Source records
◆ ◆ ◆ ◆ ◆ ◆ ◆
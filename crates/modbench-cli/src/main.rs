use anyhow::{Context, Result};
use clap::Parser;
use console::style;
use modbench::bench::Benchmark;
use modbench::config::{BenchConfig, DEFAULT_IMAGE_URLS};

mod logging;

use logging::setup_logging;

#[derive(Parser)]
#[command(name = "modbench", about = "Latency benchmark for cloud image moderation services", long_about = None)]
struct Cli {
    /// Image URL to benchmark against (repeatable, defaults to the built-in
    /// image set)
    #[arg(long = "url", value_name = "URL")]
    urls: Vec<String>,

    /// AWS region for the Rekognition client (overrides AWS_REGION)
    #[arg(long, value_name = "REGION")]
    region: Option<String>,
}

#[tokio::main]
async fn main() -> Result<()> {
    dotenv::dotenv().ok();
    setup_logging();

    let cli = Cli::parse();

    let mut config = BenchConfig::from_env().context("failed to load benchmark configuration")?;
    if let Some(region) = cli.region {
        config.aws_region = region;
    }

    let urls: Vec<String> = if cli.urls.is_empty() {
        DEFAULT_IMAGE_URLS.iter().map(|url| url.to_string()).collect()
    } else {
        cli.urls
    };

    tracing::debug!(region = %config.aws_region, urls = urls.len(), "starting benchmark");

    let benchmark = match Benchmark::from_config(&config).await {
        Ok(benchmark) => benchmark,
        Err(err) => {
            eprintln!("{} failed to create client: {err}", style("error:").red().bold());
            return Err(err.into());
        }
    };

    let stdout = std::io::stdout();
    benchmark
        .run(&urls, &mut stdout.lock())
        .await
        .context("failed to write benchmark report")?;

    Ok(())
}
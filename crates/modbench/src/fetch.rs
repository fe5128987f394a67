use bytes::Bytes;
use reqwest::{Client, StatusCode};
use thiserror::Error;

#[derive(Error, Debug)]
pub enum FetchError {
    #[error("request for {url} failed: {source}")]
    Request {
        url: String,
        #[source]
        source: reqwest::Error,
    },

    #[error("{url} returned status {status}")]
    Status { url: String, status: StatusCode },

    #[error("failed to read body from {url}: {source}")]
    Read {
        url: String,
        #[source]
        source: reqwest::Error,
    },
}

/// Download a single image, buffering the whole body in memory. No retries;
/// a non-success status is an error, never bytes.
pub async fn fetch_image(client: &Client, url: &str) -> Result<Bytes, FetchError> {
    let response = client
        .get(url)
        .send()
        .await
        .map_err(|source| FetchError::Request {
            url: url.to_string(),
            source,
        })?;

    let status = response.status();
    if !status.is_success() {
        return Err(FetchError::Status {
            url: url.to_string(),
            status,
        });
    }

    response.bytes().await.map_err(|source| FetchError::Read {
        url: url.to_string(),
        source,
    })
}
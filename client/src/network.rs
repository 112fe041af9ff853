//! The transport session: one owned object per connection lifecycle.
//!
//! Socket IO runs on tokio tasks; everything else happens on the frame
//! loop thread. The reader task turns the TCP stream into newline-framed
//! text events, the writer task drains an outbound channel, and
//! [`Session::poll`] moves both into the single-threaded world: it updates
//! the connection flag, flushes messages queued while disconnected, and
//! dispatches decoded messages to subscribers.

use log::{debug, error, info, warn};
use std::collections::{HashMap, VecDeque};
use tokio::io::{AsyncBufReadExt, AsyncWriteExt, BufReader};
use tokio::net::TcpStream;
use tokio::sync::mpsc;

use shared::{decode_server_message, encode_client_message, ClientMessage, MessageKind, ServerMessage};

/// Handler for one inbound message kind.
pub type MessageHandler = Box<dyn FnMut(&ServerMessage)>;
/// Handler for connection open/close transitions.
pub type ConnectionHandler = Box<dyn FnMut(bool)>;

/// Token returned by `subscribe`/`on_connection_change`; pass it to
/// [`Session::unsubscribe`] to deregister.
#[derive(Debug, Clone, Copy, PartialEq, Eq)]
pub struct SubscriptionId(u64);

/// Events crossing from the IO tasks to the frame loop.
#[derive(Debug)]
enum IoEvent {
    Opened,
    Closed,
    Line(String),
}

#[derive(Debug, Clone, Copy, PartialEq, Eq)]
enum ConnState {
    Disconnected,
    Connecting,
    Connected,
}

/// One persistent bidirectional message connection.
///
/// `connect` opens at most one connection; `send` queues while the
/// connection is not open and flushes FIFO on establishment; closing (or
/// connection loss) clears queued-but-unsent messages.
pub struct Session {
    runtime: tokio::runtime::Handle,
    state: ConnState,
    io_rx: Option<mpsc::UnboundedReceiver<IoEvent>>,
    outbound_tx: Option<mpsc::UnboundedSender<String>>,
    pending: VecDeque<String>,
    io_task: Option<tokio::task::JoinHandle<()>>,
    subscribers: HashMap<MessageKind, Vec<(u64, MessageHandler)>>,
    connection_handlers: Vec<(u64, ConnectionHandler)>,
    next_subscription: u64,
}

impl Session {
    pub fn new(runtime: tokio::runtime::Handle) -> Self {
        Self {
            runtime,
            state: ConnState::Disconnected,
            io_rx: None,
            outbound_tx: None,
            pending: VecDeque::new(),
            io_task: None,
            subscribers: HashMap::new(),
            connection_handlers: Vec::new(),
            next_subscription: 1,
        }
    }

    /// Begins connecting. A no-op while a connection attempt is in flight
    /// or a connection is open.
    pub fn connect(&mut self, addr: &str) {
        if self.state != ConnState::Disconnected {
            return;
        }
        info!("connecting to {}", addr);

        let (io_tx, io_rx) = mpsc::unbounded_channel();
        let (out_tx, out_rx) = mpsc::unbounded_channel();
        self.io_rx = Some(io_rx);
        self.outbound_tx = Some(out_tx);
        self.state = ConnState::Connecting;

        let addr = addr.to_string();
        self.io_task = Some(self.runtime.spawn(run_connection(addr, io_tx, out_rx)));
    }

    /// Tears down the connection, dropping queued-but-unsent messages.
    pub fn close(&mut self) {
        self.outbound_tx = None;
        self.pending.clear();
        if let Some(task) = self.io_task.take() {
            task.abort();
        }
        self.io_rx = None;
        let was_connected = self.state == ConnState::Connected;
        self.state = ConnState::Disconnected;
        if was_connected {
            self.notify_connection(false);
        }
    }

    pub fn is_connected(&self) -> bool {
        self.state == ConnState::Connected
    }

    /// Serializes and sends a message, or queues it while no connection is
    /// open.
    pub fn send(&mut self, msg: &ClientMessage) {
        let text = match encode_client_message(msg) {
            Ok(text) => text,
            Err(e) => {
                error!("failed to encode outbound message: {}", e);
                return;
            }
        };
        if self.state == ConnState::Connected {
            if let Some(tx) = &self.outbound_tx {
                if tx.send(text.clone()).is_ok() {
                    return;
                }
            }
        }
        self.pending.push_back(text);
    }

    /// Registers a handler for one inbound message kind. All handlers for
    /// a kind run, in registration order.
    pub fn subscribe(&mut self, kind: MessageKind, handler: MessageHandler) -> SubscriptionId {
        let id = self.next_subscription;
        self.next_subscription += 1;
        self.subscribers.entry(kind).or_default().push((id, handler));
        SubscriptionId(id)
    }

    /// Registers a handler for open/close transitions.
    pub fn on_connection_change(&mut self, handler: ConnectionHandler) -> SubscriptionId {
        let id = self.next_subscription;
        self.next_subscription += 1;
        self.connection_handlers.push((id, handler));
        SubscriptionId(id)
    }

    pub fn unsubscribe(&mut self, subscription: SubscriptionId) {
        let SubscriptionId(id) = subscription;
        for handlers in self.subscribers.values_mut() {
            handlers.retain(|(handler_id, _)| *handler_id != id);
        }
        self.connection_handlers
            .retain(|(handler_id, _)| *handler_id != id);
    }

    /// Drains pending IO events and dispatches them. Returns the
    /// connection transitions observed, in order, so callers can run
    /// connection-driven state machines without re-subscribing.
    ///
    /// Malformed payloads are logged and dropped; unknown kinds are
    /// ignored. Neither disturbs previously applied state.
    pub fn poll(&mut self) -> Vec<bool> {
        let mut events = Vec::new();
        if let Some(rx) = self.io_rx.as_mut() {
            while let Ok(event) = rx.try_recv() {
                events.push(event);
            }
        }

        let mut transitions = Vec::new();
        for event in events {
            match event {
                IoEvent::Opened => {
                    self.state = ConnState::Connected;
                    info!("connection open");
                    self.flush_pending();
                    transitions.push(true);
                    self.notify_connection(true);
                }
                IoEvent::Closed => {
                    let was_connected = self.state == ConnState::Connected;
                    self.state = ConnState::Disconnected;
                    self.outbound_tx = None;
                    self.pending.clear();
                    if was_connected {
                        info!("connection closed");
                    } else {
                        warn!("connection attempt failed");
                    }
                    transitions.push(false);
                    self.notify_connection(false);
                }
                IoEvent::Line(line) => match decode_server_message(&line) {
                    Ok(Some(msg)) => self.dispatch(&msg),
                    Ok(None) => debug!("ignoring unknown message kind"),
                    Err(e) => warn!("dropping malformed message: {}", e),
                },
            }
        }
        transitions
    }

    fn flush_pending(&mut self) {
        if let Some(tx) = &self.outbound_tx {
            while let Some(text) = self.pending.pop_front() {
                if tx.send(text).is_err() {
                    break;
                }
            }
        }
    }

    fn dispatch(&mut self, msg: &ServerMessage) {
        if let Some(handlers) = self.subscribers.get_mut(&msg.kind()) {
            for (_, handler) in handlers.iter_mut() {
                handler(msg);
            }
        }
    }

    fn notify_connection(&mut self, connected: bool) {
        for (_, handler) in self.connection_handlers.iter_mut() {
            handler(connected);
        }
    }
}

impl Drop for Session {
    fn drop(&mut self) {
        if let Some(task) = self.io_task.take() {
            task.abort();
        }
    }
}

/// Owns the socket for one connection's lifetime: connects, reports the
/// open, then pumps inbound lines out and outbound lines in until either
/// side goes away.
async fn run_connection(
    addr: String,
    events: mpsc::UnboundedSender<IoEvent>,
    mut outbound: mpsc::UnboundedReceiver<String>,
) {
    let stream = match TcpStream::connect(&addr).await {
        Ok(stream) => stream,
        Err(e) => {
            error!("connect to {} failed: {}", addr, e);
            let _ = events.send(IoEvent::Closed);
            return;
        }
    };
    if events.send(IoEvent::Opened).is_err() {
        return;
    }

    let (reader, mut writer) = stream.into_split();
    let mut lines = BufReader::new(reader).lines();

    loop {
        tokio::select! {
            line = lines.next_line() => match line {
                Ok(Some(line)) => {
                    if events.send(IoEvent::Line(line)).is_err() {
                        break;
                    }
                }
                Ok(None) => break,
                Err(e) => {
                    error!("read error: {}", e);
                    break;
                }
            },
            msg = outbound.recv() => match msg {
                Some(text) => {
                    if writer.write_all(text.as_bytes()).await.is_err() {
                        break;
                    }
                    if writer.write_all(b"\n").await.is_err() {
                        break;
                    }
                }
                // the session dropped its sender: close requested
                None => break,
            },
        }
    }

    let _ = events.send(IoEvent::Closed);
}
◆ ◆ ◆ ◆ ◆ ◆ ◆
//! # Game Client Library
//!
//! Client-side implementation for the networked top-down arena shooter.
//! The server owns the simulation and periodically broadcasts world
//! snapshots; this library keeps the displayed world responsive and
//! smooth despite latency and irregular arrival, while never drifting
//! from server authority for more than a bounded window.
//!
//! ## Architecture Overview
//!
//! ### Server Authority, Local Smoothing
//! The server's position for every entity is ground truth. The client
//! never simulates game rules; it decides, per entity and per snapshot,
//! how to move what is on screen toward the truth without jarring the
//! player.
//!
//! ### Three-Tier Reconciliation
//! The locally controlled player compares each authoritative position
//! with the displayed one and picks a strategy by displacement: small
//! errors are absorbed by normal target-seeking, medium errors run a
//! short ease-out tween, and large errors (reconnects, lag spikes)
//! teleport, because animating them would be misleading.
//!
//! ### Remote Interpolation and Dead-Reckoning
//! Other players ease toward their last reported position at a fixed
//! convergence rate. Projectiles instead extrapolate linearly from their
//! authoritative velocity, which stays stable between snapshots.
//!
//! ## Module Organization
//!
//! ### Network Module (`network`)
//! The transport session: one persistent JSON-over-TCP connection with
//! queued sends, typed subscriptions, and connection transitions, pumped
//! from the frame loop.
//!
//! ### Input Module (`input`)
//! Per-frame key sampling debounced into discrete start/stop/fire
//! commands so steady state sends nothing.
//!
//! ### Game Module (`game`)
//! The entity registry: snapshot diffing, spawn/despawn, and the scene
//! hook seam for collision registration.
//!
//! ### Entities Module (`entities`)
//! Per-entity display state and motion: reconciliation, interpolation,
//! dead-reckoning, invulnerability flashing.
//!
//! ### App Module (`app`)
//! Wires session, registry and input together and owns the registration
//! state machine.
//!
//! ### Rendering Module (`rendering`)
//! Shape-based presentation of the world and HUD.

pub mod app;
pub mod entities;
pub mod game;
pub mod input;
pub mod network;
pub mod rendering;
◆ ◆ ◆ ◆ ◆ ◆ ◆
*Exercise brief*
Check each line of the data above, and please copy the ones in which the string "tokio" occurs.

*Output of the exercise*
#[tokio::main]
//! Socket IO runs on tokio tasks; everything else happens on the frame
use tokio::io::{AsyncBufReadExt, AsyncWriteExt, BufReader};
use tokio::net::TcpStream;
use tokio::sync::mpsc;
    runtime: tokio::runtime::Handle,
    io_task: Option<tokio::task::JoinHandle<()>>,
    pub fn new(runtime: tokio::runtime::Handle) -> Self {
        tokio::select! {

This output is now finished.